EW-AiRM™ · The Book
Wiley Finance, 2026. A practitioner's framework for governing AI risk across the organisation, by Prof. Markus Krebsz. With forewords by Tobias Adrian, IMF, and Prof. Tshilidzi Marwala, Rector of the United Nations University.

INSIDE THE BOOK
Part 1
Chapters 1 - 3
Before you can govern AI, you need to agree on what counts as AI in the first place. Part I opens with sixteen precise, working definitions, from traditional machine learning through to agentic AI, foundation models, shadow AI and device-embedded AI, so a boardroom conversation about "AI risk" is finally about the same thing for everyone in the room. It then turns an honest, unflinching eye on the frameworks you already have: exactly where COSO, ISO 31000 and the standard ERM toolkit hold up against AI risk, and exactly where they don't. Part I closes by laying out the EW-AiRM™ architecture itself, three layers, six pillars, one ethical filter, as the blueprint everything that follows is built from.
Part 2
The largest part of the book, and the one most organisations skip.

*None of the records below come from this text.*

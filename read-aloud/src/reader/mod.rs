//! Playback control: the reader session and its state machine.

mod controller;
mod state;

pub use controller::Reader;
pub use state::{Controls, PlaybackState};
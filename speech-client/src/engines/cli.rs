//! CLI-backed speech engines (espeak-ng, say)
//!
//! Each utterance is one subprocess invocation that runs until the engine
//! has finished speaking. Pause and resume deliver SIGSTOP/SIGCONT to the
//! active process, so a suspended utterance continues exactly where it
//! left off; cancel terminates the process.

use std::path::PathBuf;
use std::process::Stdio;
use std::sync::Mutex;

use async_trait::async_trait;
use tokio::process::Command;

use crate::error::{Result, SpeechError};
use crate::synth::{SpeakOutcome, SpeakRequest, SpeechSynth, Voice};

/// Which CLI tool backs the engine; selects argument and voice-list shape.
#[derive(Debug, Clone, Copy, PartialEq, Eq)]
enum CliFlavor {
    Espeak,
    Say,
}

/// Speech engine backed by a command-line synthesizer
pub struct CliSynth {
    binary: PathBuf,
    flavor: CliFlavor,
    active: Mutex<ActiveUtterance>,
}

#[derive(Default)]
struct ActiveUtterance {
    pid: Option<u32>,
    cancelled: bool,
}

/// How one subprocess invocation ended
enum RunResult {
    Finished,
    Cancelled,
    Failed(String),
}

impl CliSynth {
    /// Create an espeak-ng engine (falls back to the older `espeak` name).
    ///
    /// Returns an error if neither binary is installed.
    pub fn espeak() -> Result<Self> {
        let binary = which::which("espeak-ng")
            .or_else(|_| which::which("espeak"))
            .map_err(|_| {
                SpeechError::EngineUnavailable(
                    "espeak-ng not found. Install it with your package manager \
                     (e.g. apt install espeak-ng)."
                        .into(),
                )
            })?;

        Ok(Self {
            binary,
            flavor: CliFlavor::Espeak,
            active: Mutex::new(ActiveUtterance::default()),
        })
    }

    /// Create a `say` engine (macOS).
    pub fn say() -> Result<Self> {
        let binary = which::which("say").map_err(|_| {
            SpeechError::EngineUnavailable("say not found (macOS only).".into())
        })?;

        Ok(Self {
            binary,
            flavor: CliFlavor::Say,
            active: Mutex::new(ActiveUtterance::default()),
        })
    }

    fn active_pid(&self) -> Option<u32> {
        self.active.lock().unwrap().pid
    }

    /// Run one engine invocation to completion, cancellation, or failure.
    async fn run_once(&self, text: &str, voice: Option<&str>) -> Result<RunResult> {
        let mut cmd = Command::new(&self.binary);
        if let Some(v) = voice {
            cmd.args(["-v", v]);
        }
        cmd.arg(text)
            .stdin(Stdio::null())
            .stdout(Stdio::null())
            .stderr(Stdio::piped());

        let child = cmd.spawn()?;

        {
            let mut active = self.active.lock().unwrap();
            active.pid = child.id();
            active.cancelled = false;
        }

        let output = child.wait_with_output().await?;

        {
            let mut active = self.active.lock().unwrap();
            active.pid = None;
            if active.cancelled {
                active.cancelled = false;
                return Ok(RunResult::Cancelled);
            }
        }

        if output.status.success() {
            Ok(RunResult::Finished)
        } else {
            let stderr = String::from_utf8_lossy(&output.stderr).trim().to_string();
            Ok(RunResult::Failed(stderr))
        }
    }
}

#[async_trait]
impl SpeechSynth for CliSynth {
    async fn speak(&self, request: SpeakRequest) -> Result<SpeakOutcome> {
        let voice = request.voice.as_deref();
        match self.run_once(&request.text, voice).await? {
            RunResult::Finished => Ok(SpeakOutcome::Finished),
            RunResult::Cancelled => Ok(SpeakOutcome::Cancelled),
            RunResult::Failed(err) => {
                let Some(v) = voice else {
                    return Err(SpeechError::EngineFailed(err));
                };
                // Unknown voices make the engine exit nonzero; retry once
                // with the engine default.
                log::warn!("{} rejected voice {:?} ({}), using default", self.name(), v, err);
                match self.run_once(&request.text, None).await? {
                    RunResult::Finished => Ok(SpeakOutcome::Finished),
                    RunResult::Cancelled => Ok(SpeakOutcome::Cancelled),
                    RunResult::Failed(err) => Err(SpeechError::EngineFailed(err)),
                }
            }
        }
    }

    async fn voices(&self) -> Result<Vec<Voice>> {
        let output = match self.flavor {
            CliFlavor::Espeak => Command::new(&self.binary).arg("--voices").output().await?,
            CliFlavor::Say => Command::new(&self.binary).args(["-v", "?"]).output().await?,
        };

        if !output.status.success() {
            let stderr = String::from_utf8_lossy(&output.stderr).trim().to_string();
            return Err(SpeechError::EngineFailed(format!(
                "voice listing failed: {}",
                stderr
            )));
        }

        let listing = String::from_utf8_lossy(&output.stdout);
        Ok(match self.flavor {
            CliFlavor::Espeak => parse_espeak_voices(&listing),
            CliFlavor::Say => parse_say_voices(&listing),
        })
    }

    async fn pause(&self) -> Result<()> {
        if let Some(pid) = self.active_pid() {
            signal(pid, "-STOP").await?;
        }
        Ok(())
    }

    async fn resume(&self) -> Result<()> {
        if let Some(pid) = self.active_pid() {
            signal(pid, "-CONT").await?;
        }
        Ok(())
    }

    async fn cancel(&self) -> Result<()> {
        let pid = {
            let mut active = self.active.lock().unwrap();
            match active.pid.take() {
                Some(pid) => {
                    active.cancelled = true;
                    pid
                }
                None => return Ok(()),
            }
        };
        // A stopped process holds SIGTERM pending until continued.
        signal(pid, "-CONT").await?;
        signal(pid, "-TERM").await
    }

    fn name(&self) -> &'static str {
        match self.flavor {
            CliFlavor::Espeak => "espeak-ng",
            CliFlavor::Say => "say",
        }
    }

    fn is_available(&self) -> Result<()> {
        // Availability was checked in the constructor
        Ok(())
    }
}

/// Deliver a signal to a process via kill(1).
///
/// A dead pid is not an error: the utterance may finish between the state
/// check and the signal.
async fn signal(pid: u32, sig: &str) -> Result<()> {
    if !cfg!(unix) {
        return Err(SpeechError::UnsupportedControl);
    }
    let status = Command::new("kill")
        .arg(sig)
        .arg(pid.to_string())
        .status()
        .await?;
    if !status.success() {
        log::debug!("kill {} {} exited nonzero", sig, pid);
    }
    Ok(())
}

/// Parse `espeak-ng --voices` output.
///
/// Columns: Pty Language Age/Gender VoiceName File Other-Languages.
fn parse_espeak_voices(listing: &str) -> Vec<Voice> {
    listing
        .lines()
        .skip(1)
        .filter_map(|line| {
            let fields: Vec<&str> = line.split_whitespace().collect();
            if fields.len() < 4 {
                return None;
            }
            Some(Voice {
                id: fields[1].to_string(),
                name: fields[3].replace('_', " "),
                language: fields[1].to_string(),
            })
        })
        .collect()
}

/// Parse `say -v ?` output: a padded name, a locale, then a `#` comment.
/// Voice names may contain spaces.
fn parse_say_voices(listing: &str) -> Vec<Voice> {
    listing
        .lines()
        .filter_map(|line| {
            let entry = line.split('#').next().unwrap_or("").trim_end();
            let (name, locale) = entry.rsplit_once(char::is_whitespace)?;
            let name = name.trim();
            if name.is_empty() || locale.is_empty() {
                return None;
            }
            Some(Voice {
                id: name.to_string(),
                name: name.to_string(),
                language: locale.to_string(),
            })
        })
        .collect()
}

Six chapters, one pillar each: whether a deployment is genuinely necessary, whether the organisation is actually ready to govern it (including a full AI literacy requirement by role, and a governance culture maturity model), whether the data and technology stack can support it (with dedicated coverage of quantum resilience in your AI cryptographic stack, years before most risk functions are thinking about it), how risk appetite and prioritisation actually get decided, and how accountability holds up under pressure, including a named table of Governance Theatre Warning Signs for spotting the difference between governance that looks right and governance that works. It closes with the KXI methodology for monitoring an AI system through its entire lifecycle, not just at deployment.
Part 3
The chapter that turns "ethical AI" from an aspiration into something you can actually assess. Each of HAiPECR's seven dimensions, Human oversight, Accountability, inclusivity, Privacy, Ethics, Conduct risk and Rights, gets its own cross-layer assessment table, mapped explicitly to UNESCO's 2021 Recommendation on the Ethics of Artificial Intelligence and the wider regulatory doctrine behind it. This is the shortest part in the book and the one doing the most structural work: HAiPECR doesn't sit beside the three layers, it runs through all of them, and this is where you see exactly how.
Part 4
The engine room. Chapter 11 works through the MIT AI Risk Repository's seven domains and twenty-four subdomains one by one, each with its own risk profile and EW-AiRM™ governance augmentation. Chapter 12 builds the enhanced control framework across four quadrants, including a fully worked example (hallucination risk, taken step by step through the four-step control-to-risk mapping methodology) so the method is demonstrated, not just described. Chapter 13 is where the framework meets the calendar: the five non-negotiable requirements with their specific failure modes, the three-tier implementation model from SME to enterprise, a five-stage roadmap (Assess, Enhance, Build, Implement, Sustain), and six named implementation pitfalls with how to prevent each one before it costs you.
Part 5
The most dramatic chapter in the book, and the most operational. Eight categories of AI Black Swan, from emergent capability and systemic foundation-model concentration through to multi-agent emergence and the coming quantum cryptographic transition, each with its own governance response, not just a description of the danger. A full multi-agent containment architecture. A complete incident classification taxonomy with severity tiers, regulatory notification obligations and a Severity 1 critical incident response protocol you could hand to a crisis team on the worst day of the year. It closes with the post-incident learning cycle, because resilience isn't just surviving the black swan, it's institutionalising what you learned from it.
Part 6
The book's closing argument, and its safeguard against its own obsolescence. A jurisdiction-by-jurisdiction map of the global regulatory landscape, and the business case for early compliance as competitive advantage rather than cost. Then the part that sets EW-AiRM™ apart from a framework frozen at publication: the Taxonomy Governance Protocol, the mechanism that keeps the framework's evidence base current as the field moves, plus a ranked hierarchy of four alternative sources should the MIT AI Risk Repository itself ever become unavailable. This is the chapter that answers the question every serious reader eventually asks: what happens to this framework in three years?

ABOUT THE AUTHOR
Board portfolio executive, AI governance practitioner, and author. Founder of De-Risking Solutions Ltd and the Human-Ai.Institute. Independent Non-Executive Director on the Supervisory Council of Revolut Bank UAB since 2017. Honorary Professor at the University of Stirling. Clinical Professor of Practice at Woxsen University. Author of UNECE ECE/TRADE/486 (Common Regulatory Arrangement, 2024). Member of the EU AI Office DG CNECT Expert Group, GPAI Code of Practice plenary participant, UNESCO I4T Network founding member, ForHumanity Certified Auditor. HAIPECR has been listed on the OECD AI Policy Observatory since April 2023.